Cuando esto pasa, el dolor está a la vuelta de la esquina. Este puede ser leve al principio, pero conforme transcurre el tiempo puede ir a mucho más. Este no se centra solo en la parte baja de la espalda, sino que podría irradiarse a las nalgas o las piernas. Otras veces, además del dolor, también se puede sentir un hormigueo o un entumecimiento de las piernas, incluso dificultades para caminar, estar de pie, sentarse por largos periodos…

Tratamientos de la ciática en el embarazo

mujer embarazada

Una vez diagnosticada la ciática en el embarazo, el médico puede sugerir diferentes tratamientos, bien por separado o combinados, que ayuden a mejorar la calidad de vida durante lo que falte del embarazo (y a modo de prevención para después).

Entre ellos, están:

  • Ejercicios y estiramientos. Es decir, fisioterapia para realizar algunos ejercicios que fortalezcan los músculos de la espalda y puedan mejorar la postura.
  • Medicación.

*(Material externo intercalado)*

//! SeaORM implementation of TariffRepository

use std::collections::BTreeSet;

use async_trait::async_trait;
use sea_orm::{
    ColumnTrait, Condition, DatabaseConnection, EntityTrait, QueryFilter, QueryOrder, QuerySelect,
};
use tracing::{debug, error};

use crate::domain::tariff::{AdValorem, DifficultDelivery, Hazardous, Toll, WeightTiers};
use crate::domain::{DomainError, DomainResult, RouteKey, TariffRepository, TariffRow};
use crate::infrastructure::database::entities::freight_tariff;

// ── Conversion helpers ──────────────────────────────────────────

fn db_err(e: sea_orm::DbErr) -> DomainError {
    error!("Tariff query failed: {}", e);
    DomainError::Storage(format!("Database error: {}", e))
}

fn entity_to_domain(t: freight_tariff::Model) -> TariffRow {
    TariffRow {
        route: RouteKey {
            origin_region: t.origin_region,
            origin_classification: t.origin_classification,
            destination_region: t.destination_region,
            destination_classification: t.destination_classification,
        },
        weight_tiers: WeightTiers {
            up_to_10: t.weight_up_to_10,
            up_to_20: t.weight_up_to_20,
            up_to_30: t.weight_up_to_30,
            up_to_50: t.weight_up_to_50,
            up_to_70: t.weight_up_to_70,
            up_to_100: t.weight_up_to_100,
            per_kg_up_to_200: t.per_kg_up_to_200,
            per_kg_above_200: t.per_kg_above_200,
        },
        ad_valorem: AdValorem {
            rate: t.ad_valorem_rate,
            min: t.ad_valorem_min,
        },
        dispatch_fee: t.dispatch_fee,
        toll: Toll {
            fixed: t.toll_fixed,
            per_kg: t.toll_per_kg,
        },
        hazardous: Hazardous {
            percent: t.hazardous_percent,
            floor_up_to_100: t.hazardous_floor_up_to_100,
            floor_above_100: t.hazardous_floor_above_100,
        },
        difficult_delivery: DifficultDelivery {
            tde1_percent: t.tde1_percent,
            tde1_min: t.tde1_min,
            tde1_max: t.tde1_max,
            tde2_percent: t.tde2_percent,
            tde2_min: t.tde2_min,
        },
    }
}

// ── SeaOrmTariffRepository ──────────────────────────────────────

/// Read-only tariff access over the `freight_tariffs` table.
pub struct SeaOrmTariffRepository {
    db: DatabaseConnection,
}

impl SeaOrmTariffRepository {
    pub fn new(db: DatabaseConnection) -> Self {
        Self { db }
    }
}

#[async_trait]
impl TariffRepository for SeaOrmTariffRepository {
    async fn find_by_route(&self, route: &RouteKey) -> DomainResult<Option<TariffRow>> {
        let model = freight_tariff::Entity::find()
            .filter(freight_tariff::Column::OriginRegion.eq(route.origin_region.as_str()))
            .filter(
                freight_tariff::Column::OriginClassification
                    .eq(route.origin_classification.as_str()),
            )
            .filter(
                freight_tariff::Column::DestinationRegion.eq(route.destination_region.as_str()),
            )
            .filter(
                freight_tariff::Column::DestinationClassification
                    .eq(route.destination_classification.as_str()),
            )
            .one(&self.db)
            .await
            .map_err(db_err)?;

        let Some(model) = model else {
            debug!("No tariff row for {}", route);
            return Ok(None);
        };

        let row = entity_to_domain(model);
        // Rows come from an external import; refuse to price corrupt data.
        row.validate()
            .map_err(|e| DomainError::Storage(e.to_string()))?;
        Ok(Some(row))
    }

    async fn list_regions(&self) -> DomainResult<Vec<String>> {
        let pairs: Vec<(String, String)> = freight_tariff::Entity::find()
            .select_only()
            .column(freight_tariff::Column::OriginRegion)
            .column(freight_tariff::Column::DestinationRegion)
            .distinct()
            .into_tuple()
            .all(&self.db)
            .await
            .map_err(db_err)?;

        let regions: BTreeSet<String> = pairs
            .into_iter()
            .flat_map(|(origin, destination)| [origin, destination])
            .collect();
        Ok(regions.into_iter().collect())
    }

    async fn list_classifications(&self, region: &str) -> DomainResult<Vec<String>> {
        let models = freight_tariff::Entity::find()
            .filter(
                Condition::any()
                    .add(freight_tariff::Column::OriginRegion.eq(region))
                    .add(freight_tariff::Column::DestinationRegion.eq(region)),
            )
            .order_by_asc(freight_tariff::Column::Id)
            .all(&self.db)
            .await
            .map_err(db_err)?;

        let mut labels = BTreeSet::new();
        for m in models {
            if m.origin_region == region {
                labels.insert(m.origin_classification);
            }
            if m.destination_region == region {
                labels.insert(m.destination_classification);
            }
        }
        Ok(labels.into_iter().collect())
    }
}

#[cfg(test)]
mod tests {
    use super::*;
    use chrono::Utc;
    use sea_orm::{ActiveModelTrait, Set};
    use sea_orm_migration::MigratorTrait;

    use crate::domain::tariff::fixtures::sample_row;
    use crate::infrastructure::database::migrator::Migrator;
    use crate::infrastructure::database::{init_database, DatabaseConfig};

    async fn setup() -> DatabaseConnection {
        let db = init_database(&DatabaseConfig::in_memory()).await.unwrap();
        Migrator::up(&db, None).await.unwrap();
        db
    }

    async fn insert(db: &DatabaseConnection, row: &TariffRow) {
        let now = Utc::now();
        freight_tariff::ActiveModel {
            origin_region: Set(row.route.origin_region.clone()),
            origin_classification: Set(row.route.origin_classification.clone()),
            destination_region: Set(row.route.destination_region.clone()),
            destination_classification: Set(row.route.destination_classification.clone()),
            weight_up_to_10: Set(row.weight_tiers.up_to_10),
            weight_up_to_20: Set(row.weight_tiers.up_to_20),
            weight_up_to_30: Set(row.weight_tiers.up_to_30),
            weight_up_to_50: Set(row.weight_tiers.up_to_50),
            weight_up_to_70: Set(row.weight_tiers.up_to_70),
            weight_up_to_100: Set(row.weight_tiers.up_to_100),
            per_kg_up_to_200: Set(row.weight_tiers.per_kg_up_to_200),
            per_kg_above_200: Set(row.weight_tiers.per_kg_above_200),
            ad_valorem_rate: Set(row.ad_valorem.rate),
            ad_valorem_min: Set(row.ad_valorem.min),
            dispatch_fee: Set(row.dispatch_fee),
            toll_fixed: Set(row.toll.fixed),
            toll_per_kg: Set(row.toll.per_kg),
            hazardous_percent: Set(row.hazardous.percent),
            hazardous_floor_up_to_100: Set(row.hazardous.floor_up_to_100),
            hazardous_floor_above_100: Set(row.hazardous.floor_above_100),
            tde1_percent: Set(row.difficult_delivery.tde1_percent),
            tde1_min: Set(row.difficult_delivery.tde1_min),
            tde1_max: Set(row.difficult_delivery.tde1_max),
            tde2_percent: Set(row.difficult_delivery.tde2_percent),
            tde2_min: Set(row.difficult_delivery.tde2_min),
            created_at: Set(now),
            updated_at: Set(now),
            ..Default::default()
        }
        .insert(db)
        .await
        .unwrap();
    }

    fn row_for(route: RouteKey) -> TariffRow {
        TariffRow {
            route,
            ..sample_row()
        }
    }

    #[tokio::test]
    async fn finds_row_by_exact_route() {
        let db = setup().await;
        insert(&db, &sample_row()).await;
        let repo = SeaOrmTariffRepository::new(db);

        let found = repo.find_by_route(&sample_row().route).await.unwrap();
        assert_eq!(found, Some(sample_row()));

        let reversed = RouteKey::new("SP", "CAPITAL", "MG", "METROPOLITANA");
        assert_eq!(repo.find_by_route(&reversed).await.unwrap(), None);

        let wrong_case = RouteKey::new("MG", "metropolitana", "SP", "CAPITAL");
        assert_eq!(repo.find_by_route(&wrong_case).await.unwrap(), None);
    }

    #[tokio::test]
    async fn lists_regions_and_classifications_sorted() {
        let db = setup().await;
        insert(&db, &sample_row()).await;
        insert(&db, &row_for(RouteKey::new("SP", "INTERIOR", "RJ", "CAPITAL"))).await;
        insert(&db, &row_for(RouteKey::new("MG", "INTERIOR", "SP", "CAPITAL"))).await;
        let repo = SeaOrmTariffRepository::new(db);

        assert_eq!(repo.list_regions().await.unwrap(), vec!["MG", "RJ", "SP"]);
        assert_eq!(
            repo.list_classifications("SP").await.unwrap(),
            vec!["CAPITAL", "INTERIOR"]
        );
        assert_eq!(
            repo.list_classifications("MG").await.unwrap(),
            vec!["INTERIOR", "METROPOLITANA"]
        );
        assert!(repo.list_classifications("AC").await.unwrap().is_empty());
    }

    #[tokio::test]
    async fn duplicate_route_violates_unique_index() {
        let db = setup().await;
        insert(&db, &sample_row()).await;

        let now = Utc::now();
        let duplicate = freight_tariff::ActiveModel {
            origin_region: Set("MG".into()),
            origin_classification: Set("METROPOLITANA".into()),
            destination_region: Set("SP".into()),
            destination_classification: Set("CAPITAL".into()),
            created_at: Set(now),
            updated_at: Set(now),
            ..Default::default()
        };
        assert!(duplicate.insert(&db).await.is_err());
    }

    #[tokio::test]
    async fn negative_field_is_a_storage_error() {
        let db = setup().await;
        let mut corrupt = sample_row();
        corrupt.toll.per_kg = -2;
        insert(&db, &corrupt).await;
        let repo = SeaOrmTariffRepository::new(db);

        let err = repo.find_by_route(&corrupt.route).await.unwrap_err();
        assert!(matches!(err, DomainError::Storage(_)));
    }
}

Siempre bajo supervisión médica ya que el embarazo hace que no se puedan tomar cualquier tipo de medicamentos, sino solo aquellos que sean seguros para el bebé.
  • Terapias complementarias. Como puede ser la acupuntura, masajes, aplicación de frío o calor…

Prevención

Si no quieres sufrir de ciática en el embarazo, lo que podemos recomendarte es lo siguiente:

  • Hacer ejercicio y mantener un peso saludable. Con el objetivo de fortalecer los músculos de la espalda y tener una buena condición física para afrontar el embarazo con facilidad. Eso sí, no te exime de que no puedas desarrollar ciática en el embarazo, si bien es menos probable.
  • Llevar una buena postura. La higiene postural es crucial para prevenir la ciática. Hablamos de saber cómo levantar peso, utilizar almohadas de embarazadas, disponer siempre de un buen soporte lumbar…
  • Realizar revisiones periódicas. Tanto con el ginecólogo como con otros profesionales para revisar el estado del cuerpo.

La ciática en el embarazo no es algo que debas tomarte a risa, ni tampoco que pienses que es algo natural. Es importante tratarla, no solo para llevar un embarazo adecuado y saludable, sino también para evitar que haya secuelas una vez des a luz y que el dolor se mantenga después. ¿Te ha pasado alguna vez?